-- ABOUT THIS EXERCISE --
What lines of the data hold the string "IndexMap"? Copy them all.
++++ RECORDS SHOWN ++++
pub mod t100_color_picker;
pub mod t101_tag_picker;
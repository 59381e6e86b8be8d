pub mod api;
pub mod commit;
pub mod item;
pub mod view;

pub use view::TagPicker;
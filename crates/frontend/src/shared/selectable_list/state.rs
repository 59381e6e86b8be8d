use std::collections::HashMap;

use indexmap::IndexMap;

use super::traits::{default_predicate, ListFilter, Predicate, SelectableItem};

/// Состояние кнопки отправки
#[derive(Debug, Clone, Copy, PartialEq, Eq)]
pub enum CommitControl {
    Idle,
    Sending { attempt: u64 },
    /// Transient error display; cleared only by the matching generation
    Error { generation: u64 },
}

pub const DEFAULT_ERROR_LABEL: &str = "✗ Error";

/// Snapshot of the selection handed to the commit handler
#[derive(Debug, Clone, PartialEq)]
pub struct CommitTicket<T> {
    pub attempt: u64,
    pub items: Vec<T>,
}

#[derive(Debug, Clone, PartialEq, Eq)]
pub struct CommitButton {
    pub label: String,
    pub class: &'static str,
    pub disabled: bool,
}

/// Dataset + query + selection. The visible subset is always recomputed from
/// the current filter and never stored.
#[derive(Debug, Clone)]
pub struct SelectableFilteredList<T: SelectableItem> {
    dataset: Vec<T>,
    positions: HashMap<String, usize>,
    filter: ListFilter,
    selection: IndexMap<String, T>,
    predicate: Predicate<T>,
    commit: CommitControl,
    error_label: &'static str,
    next_token: u64,
}

impl<T: SelectableItem> SelectableFilteredList<T> {
    pub fn new(dataset: Vec<T>) -> Self {
        let mut positions: HashMap<String, usize> = HashMap::with_capacity(dataset.len());
        let mut unique: Vec<T> = Vec::with_capacity(dataset.len());
        for item in dataset {
            // First renderable occurrence of an id wins
            if let Some(&pos) = positions.get(item.item_id()) {
                let kept = &mut unique[pos];
                if !kept.is_renderable() && item.is_renderable() {
                    *kept = item;
                } else {
                    log::warn!("duplicate item id `{}` dropped", item.item_id());
                }
                continue;
            }
            positions.insert(item.item_id().to_string(), unique.len());
            unique.push(item);
        }

        Self {
            dataset: unique,
            positions,
            filter: ListFilter::default(),
            selection: IndexMap::new(),
            predicate: default_predicate::<T>,
            commit: CommitControl::Idle,
            error_label: DEFAULT_ERROR_LABEL,
            next_token: 0,
        }
    }

    pub fn with_predicate(mut self, predicate: Predicate<T>) -> Self {
        self.predicate = predicate;
        self
    }

    pub fn with_error_label(mut self, label: &'static str) -> Self {
        self.error_label = label;
        self
    }

    /// Enables the auxiliary toggle with its initial value.
    pub fn with_auxiliary_filter(mut self, initial: bool) -> Self {
        self.filter.auxiliary = Some(initial);
        self
    }

    // ------------------------------------------------------------------
    // Filter
    // ------------------------------------------------------------------

    pub fn filter(&self) -> &ListFilter {
        &self.filter
    }

    pub fn set_query(&mut self, text: impl Into<String>) {
        self.filter.query = text.into();
    }

    pub fn set_auxiliary_filter(&mut self, flag: bool) {
        self.filter.auxiliary = Some(flag);
    }

    pub fn dataset_len(&self) -> usize {
        self.dataset.len()
    }

    pub fn item(&self, id: &str) -> Option<&T> {
        self.positions.get(id).map(|&pos| &self.dataset[pos])
    }

    /// Items passing the active filter, in dataset order.
    pub fn visible(&self) -> Vec<&T> {
        self.dataset
            .iter()
            .filter(|item| (self.predicate)(*item, &self.filter))
            .collect()
    }

    pub fn visible_ids(&self) -> Vec<String> {
        self.visible()
            .into_iter()
            .map(|item| item.item_id().to_string())
            .collect()
    }

    // ------------------------------------------------------------------
    // Selection
    // ------------------------------------------------------------------

    /// Flips membership of `id`. Returns the new membership, or `None` when the
    /// id is unknown or the item is never rendered.
    pub fn toggle_item(&mut self, id: &str) -> Option<bool> {
        if self.selection.shift_remove(id).is_some() {
            return Some(false);
        }
        let item = self.item(id)?;
        if !item.is_renderable() {
            return None;
        }
        let item = item.clone();
        self.selection.insert(id.to_string(), item);
        Some(true)
    }

    /// Adds every visible item; already selected items keep their position.
    /// Returns how many items were newly added.
    pub fn select_all_visible(&mut self) -> usize {
        let fresh: Vec<T> = self
            .visible()
            .into_iter()
            .filter(|item| !self.selection.contains_key(item.item_id()))
            .cloned()
            .collect();
        let added = fresh.len();
        for item in fresh {
            self.selection.insert(item.item_id().to_string(), item);
        }
        added
    }

    /// Clears the whole selection, hidden items included.
    pub fn deselect_all(&mut self) {
        self.selection.clear();
    }

    pub fn is_selected(&self, id: &str) -> bool {
        self.selection.contains_key(id)
    }

    pub fn selection_count(&self) -> usize {
        self.selection.len()
    }

    pub fn is_committable(&self) -> bool {
        !self.selection.is_empty()
    }

    /// Selected items in selection order (not dataset order).
    pub fn selected_items(&self) -> Vec<T> {
        self.selection.values().cloned().collect()
    }

    // ------------------------------------------------------------------
    // Commit
    // ------------------------------------------------------------------

    pub fn commit_control(&self) -> CommitControl {
        self.commit
    }

    /// Starts a commit. `None` when there is nothing to send or the control
    /// is busy (sending or showing an error).
    pub fn begin_commit(&mut self) -> Option<CommitTicket<T>> {
        if self.selection.is_empty() || self.commit != CommitControl::Idle {
            return None;
        }
        let attempt = self.issue_token();
        self.commit = CommitControl::Sending { attempt };
        Some(CommitTicket {
            attempt,
            items: self.selected_items(),
        })
    }

    /// Records the outcome of `ticket`. On failure returns the generation the
    /// error display must be cleared with. The selection is left untouched
    /// either way.
    pub fn finish_commit<E>(
        &mut self,
        ticket: &CommitTicket<T>,
        outcome: &Result<(), E>,
    ) -> Option<u64> {
        if self.commit != (CommitControl::Sending { attempt: ticket.attempt }) {
            return None;
        }
        match outcome {
            Ok(()) => {
                self.commit = CommitControl::Idle;
                None
            }
            Err(_) => {
                let generation = self.issue_token();
                self.commit = CommitControl::Error { generation };
                Some(generation)
            }
        }
    }

    /// Ends the error display if `generation` is still the current one.
    pub fn clear_commit_error(&mut self, generation: u64) -> bool {
        if self.commit == (CommitControl::Error { generation }) {
            self.commit = CommitControl::Idle;
            true
        } else {
            false
        }
    }

    /// Label, class and enabled state derived from the current count.
    pub fn commit_button(&self) -> CommitButton {
        match self.commit {
            CommitControl::Sending { .. } => CommitButton {
                label: "Sending...".to_string(),
                class: "btn btn-primary",
                disabled: true,
            },
            CommitControl::Error { .. } => CommitButton {
                label: self.error_label.to_string(),
                class: "btn btn-error",
                disabled: true,
            },
            CommitControl::Idle => {
                let count = self.selection_count();
                CommitButton {
                    label: format!("Send Selected ({})", count),
                    class: if count > 0 {
                        "btn btn-primary"
                    } else {
                        "btn btn-secondary"
                    },
                    disabled: count == 0,
                }
            }
        }
    }

    fn issue_token(&mut self) -> u64 {
        self.next_token += 1;
        self.next_token
    }
}
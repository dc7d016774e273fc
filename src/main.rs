use anyhow::Result;
use dotenvy::dotenv;
use std::net::SocketAddr;

use lulurelay::cli::{Cli, Commands};
use lulurelay::core::{config, init_logger, log_startup_configuration};
use lulurelay::download::{select_best_direct_format, MetadataExtractor, YtDlpExtractor};
use lulurelay::telegram::{create_bot, register_webhook, serve, HandlerDeps, WebhookState};

/// Main entry point
///
/// Parses CLI arguments and dispatches to the chosen subcommand, `run` by default.
///
/// # Errors
/// Returns an error if initialization fails (logging, bot token, HTTP clients)
/// or the subcommand itself fails.
#[tokio::main]
async fn main() -> Result<()> {
    // Load environment variables from .env if present, before any config is read
    let _ = dotenv();

    let cli = Cli::parse_args();

    // Panics inside update tasks are reported by the webhook; this only gets them into the log
    std::panic::set_hook(Box::new(|panic_info| {
        log::error!("Panic caught: {:?}", panic_info);
        if let Some(location) = panic_info.location() {
            log::error!("Panic at {}:{}:{}", location.file(), location.line(), location.column());
        }
    }));

    init_logger(config::LOG_FILE_PATH.as_deref())?;

    match cli.command {
        Some(Commands::Run { port }) => run_server(port).await,
        None => run_server(None).await,
        Some(Commands::SetWebhook { url }) => set_webhook(url).await,
        Some(Commands::Probe { url, json }) => probe(&url, json).await,
    }
}

/// Serves the webhook until the process is stopped
async fn run_server(port: Option<u16>) -> Result<()> {
    log_startup_configuration();

    let bot = create_bot(&config::BOT_TOKEN)?;
    let deps = HandlerDeps::from_env()?;

    if deps.admin_user_id.is_none() {
        log::warn!("ADMIN_USER_ID is not set, every message will be ignored");
    }

    let addr = SocketAddr::from(([0, 0, 0, 0], port.unwrap_or(*config::webhook::PORT)));
    serve(addr, WebhookState { bot, deps }).await
}

/// Registers the webhook URL with Telegram
async fn set_webhook(url: Option<String>) -> Result<()> {
    let bot = create_bot(&config::BOT_TOKEN)?;
    let url = url
        .or_else(|| config::webhook::BASE_URL.clone())
        .ok_or_else(|| anyhow::anyhow!("No webhook URL given: pass --url or set BASE_URL"))?;

    register_webhook(&bot, &url).await
}

/// Runs extraction and selection only, without uploading anything
async fn probe(url: &str, json: bool) -> Result<()> {
    let extractor = YtDlpExtractor::from_env();
    let metadata = extractor.extract(url).await?;

    let best = select_best_direct_format(metadata.formats());

    if json {
        let summary = serde_json::json!({
            "title": metadata.title(),
            "format_count": metadata.formats().len(),
            "selected": best,
        });
        println!("{}", serde_json::to_string_pretty(&summary)?);
        return Ok(());
    }

    println!("Title: {}", metadata.title().unwrap_or("(untitled)"));
    println!("Formats: {}", metadata.formats().len());

    match best {
        Some(best) => {
            println!("Codec: {}", best.vcodec.as_deref().unwrap_or("?"));
            if let Some(height) = best.height {
                println!("Height: {}p", height);
            }
            if let Some(bitrate) = best.bitrate {
                println!("Bitrate: {:.0} kbit/s", bitrate);
            }
            println!("URL: {}", best.url.as_deref().unwrap_or("(none)"));
        }
        None => println!("No direct video format found"),
    }

    Ok(())
}
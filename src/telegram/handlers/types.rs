//! Handler dependencies and authorization

use std::sync::Arc;

use teloxide::types::{User, UserId};

use crate::core::config;
use crate::core::error::AppResult;
use crate::download::{MetadataExtractor, YtDlpExtractor};
use crate::lulustream::LuluClient;

/// Dependencies required by handlers
///
/// Everything here is immutable; a clone is cheap and shares the clients.
#[derive(Clone)]
pub struct HandlerDeps {
    pub admin_user_id: Option<UserId>,
    pub watch_base: String,
    pub extractor: Arc<dyn MetadataExtractor>,
    pub lulu: Arc<LuluClient>,
}

impl HandlerDeps {
    /// Create new handler dependencies
    pub fn new(
        admin_user_id: Option<UserId>,
        watch_base: impl Into<String>,
        extractor: Arc<dyn MetadataExtractor>,
        lulu: Arc<LuluClient>,
    ) -> Self {
        Self {
            admin_user_id,
            watch_base: watch_base.into().trim_end_matches('/').to_string(),
            extractor,
            lulu,
        }
    }

    /// Dependencies configured from the environment
    pub fn from_env() -> AppResult<Self> {
        Ok(Self::new(
            *config::admin::ADMIN_USER_ID,
            config::lulustream::WATCH_BASE.as_str(),
            Arc::new(YtDlpExtractor::from_env()),
            Arc::new(LuluClient::from_env()?),
        ))
    }

    /// True only when an admin is configured and `user` is that admin.
    pub fn is_admin(&self, user: Option<&User>) -> bool {
        match (self.admin_user_id, user) {
            (Some(admin), Some(user)) => user.id == admin,
            _ => false,
        }
    }

    /// Public watch link for a mirrored file
    pub fn watch_url(&self, file_code: &str) -> String {
        format!("{}/{}", self.watch_base, file_code)
    }
}
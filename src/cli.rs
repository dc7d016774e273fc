use clap::{Parser, Subcommand};

#[derive(Parser)]
#[command(name = "lulurelay")]
#[command(author, version, about = "Telegram webhook bot that mirrors videos to LuluStream", long_about = None)]
pub struct Cli {
    #[command(subcommand)]
    pub command: Option<Commands>,
}

#[derive(Subcommand)]
pub enum Commands {
    /// Serve the Telegram webhook (default)
    Run {
        /// Listen port, overrides PORT
        #[arg(short, long)]
        port: Option<u16>,
    },

    /// Register the public webhook URL with Telegram
    SetWebhook {
        /// Webhook URL, defaults to BASE_URL
        #[arg(long)]
        url: Option<String>,
    },

    /// Extract metadata for a URL and print the format that would be uploaded
    Probe {
        /// Video page URL or direct video URL
        url: String,

        /// Print the result as JSON
        #[arg(long)]
        json: bool,
    },
}

impl Cli {
    pub fn parse_args() -> Self {
        Self::parse()
    }
}
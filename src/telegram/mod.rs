//! Telegram bot integration: bot setup, message handling and the webhook

pub mod bot;
pub mod caption;
pub mod handlers;
pub mod webhook;

// Re-exports for convenience
pub use bot::{create_bot, register_webhook};
pub use handlers::{handle_message, HandlerDeps, PipelineError};
pub use webhook::{process_update, router, serve, WebhookState};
++++
-- EXPECTED ANSWER --
use indexmap::IndexMap;
    selection: IndexMap<String, T>,
            selection: IndexMap::new(),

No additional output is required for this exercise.